Fox Chief Talks Rebooting Wolverine & Superhero Fatigue

Hugh Jackman finally said goodbye to Wolverine this year with “Logan,” which is trying to earn some Oscar love (more on that in a second), and for now the character is in the movie vault. But in today’s climate, no character is truly gone, and if you look over at Warner Bros., they’re more than happy to have two actors play the same role in different projects (a situation that has left Jared Leto not too pleased about someone else playing Joker in a developing spinoff). So it’s inevitable that some point, another actor will get the claws out, but for now, Fox is being cagey about the matter.

Stacey Snider, the chairman and CEO of 20th Century Fox, was asked directly by Variety about whether or not the studio will suit up a new Wolverine, and all she would offer for now is, “Anything’s possible.”

Nobody is ruling anything out, and the simple reason is that Wolverine is a hugely popular character, a well known brand, and it’s a property they’d be foolish not to get back into the cinematic rotation.

READ MORE: ‘Logan’ Is The First Academy Screener In The Mail As The Oscar Race Turns The  Corner

That said, their focus likely remains on “Logan,” and seeing what they can do with it in the awards season, and Snider believes its worthy of the highest accolades. “The way it combines classic storytelling with superhero lore is brilliant,” she said, praising the picture.

Look at the landscape as a whole, it would seem we’ve hit Peak Superhero, and for the past couple of years, various pundits have said that fatigue for the genre has settled in, or will soon.
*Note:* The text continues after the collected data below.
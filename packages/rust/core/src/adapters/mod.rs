//! Output adapters driven by the project visitor.
//!
//! Each adapter owns exactly one output stream for the lifetime of a visit.
//! The visitor calls `on_begin_topic`, `on_write_topic` and `on_end_topic`
//! for every node, in tree order, on every adapter in registration order;
//! `finish` is always called once at the end, even when the walk failed.

mod manifest;
mod metadata;
mod toc;

use std::fs::File;
use std::io::BufWriter;
use std::path::Path;

use conceptbuild_content::TopicItem;
use conceptbuild_shared::{ConceptBuildError, Result};

use crate::visitor::VisitResult;

pub use manifest::ManifestAdapter;
pub use metadata::MetadataAdapter;
pub use toc::TocAdapter;

// ---------------------------------------------------------------------------
// Trait
// ---------------------------------------------------------------------------

/// A stateful writer fed by the project visitor.
pub trait ProjectAdapter {
    /// Human-readable adapter name for tracing.
    fn name(&self) -> &str;

    /// A node is entered. Begin/end calls nest exactly like the tree.
    fn on_begin_topic(&mut self, _item: &TopicItem) -> Result<()> {
        Ok(())
    }

    /// Emit this node's record.
    fn on_write_topic(&mut self, _item: &TopicItem) -> Result<()> {
        Ok(())
    }

    /// A node and all of its children are done.
    fn on_end_topic(&mut self, _item: &TopicItem) -> Result<()> {
        Ok(())
    }

    /// Close the output and publish anything collected into `result`.
    fn finish(&mut self, result: &mut VisitResult) -> Result<()>;
}

/// Open a buffered output file, replacing any previous one.
pub(crate) fn create_output(path: &Path) -> Result<BufWriter<File>> {
    if let Some(parent) = path.parent() {
        std::fs::create_dir_all(parent).map_err(|e| ConceptBuildError::io(parent, e))?;
    }
    let file = File::create(path).map_err(|e| ConceptBuildError::io(path, e))?;
    Ok(BufWriter::new(file))
}

/// The three standard adapters, in their fixed order, writing to the
/// layout's files under the working directory.
pub fn standard_adapters(
    context: &crate::group::BuildContext,
    group: &crate::group::ConceptualGroup,
) -> Result<Vec<Box<dyn ProjectAdapter>>> {
    let toc = TocAdapter::new(create_output(&context.path(&context.layout.toc_file))?)?;
    let metadata = MetadataAdapter::new(
        create_output(&context.path(&context.layout.metadata_file))?,
        &group.document_id,
        &group.file_version,
    )?;
    let manifest =
        ManifestAdapter::new(create_output(&context.path(&context.layout.manifest_file))?)?;
    Ok(vec![Box::new(toc), Box::new(metadata), Box::new(manifest)])
}
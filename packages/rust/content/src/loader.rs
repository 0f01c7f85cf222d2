//! Streaming reader for declarative content files.
//!
//! Two source formats are recognized by their root element (any case):
//!
//! - `conceptualContent`: the hierarchical format with `<items>`/`<item>`,
//!   categories, properties, related topics and the strict `General`
//!   property group.
//! - `files`: a flat list of `<file name=".." title="..">` entries, nested
//!   for children, without ids.
//!
//! Loading is tolerant: items with bad ids or missing documents are dropped,
//! filtered items are dropped with their subtree, and an unrecognized root
//! yields an empty tree. Only malformed XML and strict property-group
//! violations are errors.

use std::fs::File;
use std::io::{BufRead, BufReader};
use std::path::Path;

use quick_xml::Reader;
use quick_xml::events::{BytesStart, Event};
use tracing::{debug, info, instrument, warn};

use conceptbuild_shared::xml;
use conceptbuild_shared::{ConceptBuildError, Result, is_valid_id};

use crate::content::ConceptualContent;
use crate::filter::FilterChain;
use crate::item::{Attribute, Keyword, TopicItem, TopicKind};

/// Name of the strictly parsed property group.
const GENERAL_GROUP: &str = "General";

/// Reads content files into a [`ConceptualContent`] tree.
#[derive(Debug)]
pub struct ContentReader {
    filters: FilterChain,
    document_must_exist: bool,
}

impl Default for ContentReader {
    fn default() -> Self {
        Self::new()
    }
}

/// Whether an item has been let into the tree yet.
#[derive(Debug, Clone, Copy, PartialEq, Eq)]
enum Admission {
    Pending,
    Admitted,
    Rejected,
}
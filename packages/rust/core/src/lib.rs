//! Build orchestration for conceptual documentation groups.
//!
//! A group's content tree is walked once by the [`visitor::ProjectVisitor`],
//! which drives the TOC, metadata and manifest adapters and materializes each
//! topic's files. The [`build_manifest::BuildManifestWriter`] then writes the
//! flat pre-assembly manifest. [`pipeline::build_group`] runs the whole thing.

pub mod adapters;
pub mod build_manifest;
pub mod group;
pub mod materialize;
pub mod pipeline;
pub mod visitor;

pub use adapters::{ManifestAdapter, MetadataAdapter, ProjectAdapter, TocAdapter, standard_adapters};
pub use build_manifest::BuildManifestWriter;
pub use group::{BuildContext, ConceptualGroup, GroupLayout};
pub use materialize::{MaterializedTopic, materialize_html, materialize_topic};
pub use pipeline::{BuildGroupConfig, BuildGroupResult, ProgressReporter, SilentProgress, build_group};
pub use visitor::{ProjectVisitor, VisitResult};
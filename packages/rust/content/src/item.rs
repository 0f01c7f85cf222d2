//! The topic item tree.
//!
//! A [`TopicItem`] is one node of the conceptual hierarchy. Parents own their
//! children outright; there are no back references, so "parent of" queries
//! search downward from a root list ([`find_parent`]).

use std::path::{Path, PathBuf};

use serde::{Deserialize, Serialize};
use tracing::debug;

use conceptbuild_shared::{DEFAULT_FILE_VERSION, TopicType, derive_topic_id, is_valid_id};

use crate::document::DocumentInfo;

/// File suffix of an authored companion file beside its source document.
pub const COMPANION_SUFFIX: &str = ".cmp.xml";

// ---------------------------------------------------------------------------
// Variants and metadata
// ---------------------------------------------------------------------------

/// What kind of node a [`TopicItem`] is.
#[derive(Debug, Clone, PartialEq, Eq, Serialize, Deserialize)]
#[serde(tag = "type", rename_all = "lowercase")]
pub enum TopicKind {
    /// A regular topic bound to an authored document.
    Topic,
    /// A topic tracked outside the primary hierarchy (cross-reference target).
    Related,
    /// A placeholder redirecting to a topic elsewhere in the build.
    Marker {
        source_id: String,
        source_type: String,
    },
    /// A raw external HTML page known only by id and title.
    Html,
}

impl TopicKind {
    /// Name used in the `type` attribute of the content file.
    pub fn as_str(&self) -> &'static str {
        match self {
            TopicKind::Topic => "Topic",
            TopicKind::Related => "Related",
            TopicKind::Marker { .. } => "Marker",
            TopicKind::Html => "Html",
        }
    }

    /// `Topic` and `Related` are bound to a document; the others are not.
    pub fn has_document(&self) -> bool {
        matches!(self, TopicKind::Topic | TopicKind::Related)
    }

    pub fn is_marker(&self) -> bool {
        matches!(self, TopicKind::Marker { .. })
    }
}

/// An index keyword (`<keyword index="K" term="..."/>`).
#[derive(Debug, Clone, PartialEq, Eq, Serialize, Deserialize)]
pub struct Keyword {
    pub index: String,
    pub term: String,
}

/// A free-form `name = value` metadata attribute.
#[derive(Debug, Clone, PartialEq, Eq, Serialize, Deserialize)]
pub struct Attribute {
    pub name: String,
    pub value: String,
}

// ---------------------------------------------------------------------------
// TopicItem
// ---------------------------------------------------------------------------

/// One node of the conceptual topic tree.
#[derive(Debug, Clone, PartialEq, Serialize, Deserialize)]
pub struct TopicItem {
    pub kind: TopicKind,
    /// Canonical 36-character GUID.
    pub id: String,
    pub title: String,
    /// Display override used by tables of contents.
    pub toc_title: Option<String>,
    pub link_text: Option<String>,
    /// Rendering hint only; invisible topics are still emitted.
    pub visible: bool,
    pub is_new: bool,
    pub revision: u32,
    /// Written as `PBM_FileVersion`.
    pub version: String,
    pub topic_type: TopicType,
    /// Document path exactly as authored (relative to the documents root).
    pub source_path: String,
    /// Resolved document path.
    pub file_path: Option<PathBuf>,
    /// Categories this topic is filed under. Only used by filters.
    pub categories: Vec<String>,
    pub keywords: Vec<Keyword>,
    pub attributes: Vec<Attribute>,
    /// The authored document already carries a `<topic id=..>` envelope.
    pub includes_topic: bool,
    pub children: Vec<TopicItem>,
    #[serde(skip)]
    initializing: bool,
}

impl TopicItem {
    pub fn new(kind: TopicKind, id: impl Into<String>, title: impl Into<String>) -> Self {
        Self {
            kind,
            id: id.into(),
            title: title.into(),
            toc_title: None,
            link_text: None,
            visible: true,
            is_new: false,
            revision: 1,
            version: DEFAULT_FILE_VERSION.to_string(),
            topic_type: TopicType::None,
            source_path: String::new(),
            file_path: None,
            categories: Vec::new(),
            keywords: Vec::new(),
            attributes: Vec::new(),
            includes_topic: false,
            children: Vec::new(),
            initializing: false,
        }
    }

    /// A regular document-bound topic.
    pub fn topic(id: impl Into<String>, title: impl Into<String>) -> Self {
        Self::new(TopicKind::Topic, id, title)
    }

    /// Bind this item to an authored document. `source_path` is kept as
    /// written, `docs_dir` resolves it.
    pub fn bind_document(&mut self, source_path: &str, docs_dir: &Path) {
        self.source_path = source_path.trim().to_string();
        let relative = self.source_path.replace('\\', "/");
        self.file_path = Some(docs_dir.join(relative));
    }

    /// Builder form of [`bind_document`](Self::bind_document).
    pub fn with_document(mut self, source_path: &str, docs_dir: &Path) -> Self {
        self.bind_document(source_path, docs_dir);
        self
    }

    /// An item is empty when it cannot be emitted: invalid id, no title, or
    /// (for document-bound kinds) no document. Empty items are skipped by
    /// every downstream stage.
    pub fn is_empty(&self) -> bool {
        if !is_valid_id(&self.id) {
            return true;
        }
        match &self.kind {
            TopicKind::Topic | TopicKind::Related => {
                self.title.trim().is_empty() || self.file_path.is_none()
            }
            TopicKind::Html => self.title.trim().is_empty(),
            TopicKind::Marker { .. } => false,
        }
    }

    /// Title shown in tables of contents.
    pub fn display_title(&self) -> &str {
        match &self.toc_title {
            Some(t) if !t.is_empty() => t,
            _ => &self.title,
        }
    }

    /// Topic type GUID, or empty when unclassified.
    pub fn topic_type_id(&self) -> &'static str {
        self.topic_type.topic_type_id()
    }

    /// Path of an authored companion file beside the source document
    /// (`intro.xml` → `intro.cmp.xml`).
    pub fn companion_source(&self) -> Option<PathBuf> {
        let path = self.file_path.as_ref()?;
        let stem = path.file_stem()?.to_string_lossy();
        Some(path.with_file_name(format!("{stem}{COMPANION_SUFFIX}")))
    }

    // -----------------------------------------------------------------------
    // Initialization
    // -----------------------------------------------------------------------

    pub fn begin_init(&mut self) {
        self.initializing = true;
    }

    /// Finish construction. For document-bound kinds this inspects the bound
    /// document: the topic type is inferred from its root tag, an existing
    /// `<topic>` envelope is recorded along with its revision, and an item
    /// without a valid id adopts the envelope id or one derived from its path.
    pub fn end_init(&mut self) {
        if !self.initializing {
            return;
        }
        self.initializing = false;

        if !self.kind.has_document() {
            return;
        }
        if let Some(path) = self.file_path.clone().filter(|p| p.is_file()) {
            match DocumentInfo::inspect(&path) {
                Ok(info) => self.apply_document_info(info),
                Err(e) => debug!(path = %path.display(), error = %e, "could not inspect document"),
            }
        }
        if !is_valid_id(&self.id) && !self.source_path.is_empty() {
            self.id = derive_topic_id(&self.source_path.replace('\\', "/"));
        }
    }

    fn apply_document_info(&mut self, info: DocumentInfo) {
        if self.topic_type.is_none() {
            self.topic_type = info.topic_type;
        }
        self.includes_topic = info.includes_topic;
        if info.includes_topic {
            if let Some(revision) = info.revision {
                self.revision = revision;
            }
            if !is_valid_id(&self.id) {
                if let Some(id) = info.id.filter(|id| is_valid_id(id)) {
                    self.id = id;
                }
            }
        }
    }

    // -----------------------------------------------------------------------
    // Tree operations
    // -----------------------------------------------------------------------

    pub fn add(&mut self, child: TopicItem) {
        self.children.push(child);
    }

    /// Find an item by id in this subtree (this item included).
    pub fn find(&self, id: &str) -> Option<&TopicItem> {
        if self.id.eq_ignore_ascii_case(id) {
            return Some(self);
        }
        self.children.iter().find_map(|c| c.find(id))
    }

    pub fn find_mut(&mut self, id: &str) -> Option<&mut TopicItem> {
        if self.id.eq_ignore_ascii_case(id) {
            return Some(self);
        }
        self.children.iter_mut().find_map(|c| c.find_mut(id))
    }

    /// Detach and return the descendant with `id`.
    pub fn remove(&mut self, id: &str) -> Option<TopicItem> {
        remove_from(&mut self.children, id)
    }

    /// Pre-order walk of this subtree, this item first.
    pub fn descendants(&self) -> Vec<&TopicItem> {
        let mut out = Vec::new();
        collect(self, &mut out);
        out
    }
}

fn collect<'a>(item: &'a TopicItem, out: &mut Vec<&'a TopicItem>) {
    out.push(item);
    for child in &item.children {
        collect(child, out);
    }
}

/// Find the parent of `id` by searching down from `roots`. Root-level items
/// have no parent.
pub fn find_parent<'a>(roots: &'a [TopicItem], id: &str) -> Option<&'a TopicItem> {
    for root in roots {
        if root.children.iter().any(|c| c.id.eq_ignore_ascii_case(id)) {
            return Some(root);
        }
        if let Some(parent) = find_parent(&root.children, id) {
            return Some(parent);
        }
    }
    None
}

/// Remove the item with `id` from anywhere below `items`.
pub fn remove_from(items: &mut Vec<TopicItem>, id: &str) -> Option<TopicItem> {
    if let Some(pos) = items.iter().position(|i| i.id.eq_ignore_ascii_case(id)) {
        return Some(items.remove(pos));
    }
    items.iter_mut().find_map(|i| remove_from(&mut i.children, id))
}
Well, this year’s smash success of “Wonder Woman,” “Guardians Of The Galaxy Vol. 2,” and “Spider-Man 2” begs to differ, and Snider isn’t worried about it either, because it’s all about finding the right way to do them.

“If we’re going to make a superhero movie, we have to ask ourselves: What’s our version? What’s a Fox Marvel film? When you look at films like ‘Deadpool‘ or ‘Logan’ or the upcoming ‘New Mutants,’ you’ll see they have their own personality. Great effort has been put into making sure they’re differentiated. ‘New Mutants’ is about these teenagers who are just coming into their powers. It’s like watching mutants go through adolescence and they have no impulse control, so they’re dangerous,” she explained. “The only solution is to put them in a ‘Breakfast Club‘ detention/’Cuckoo’s Nest‘ institutional setting. It protects the people on the outside, but it’s strange and combustible inside. The genre is like a haunted-house movie with a bunch of hormonal teenagers. We haven’t seen it as a superhero movie whose genre is more like ‘The Shining’ than ‘we’re teenagers let’s save the world.’ ”

It sounds like Fox is willing to expand the boundaries of what superhero movies can do, and given how well they’ve done with “Deadpool” and “Logan,” who can blame them?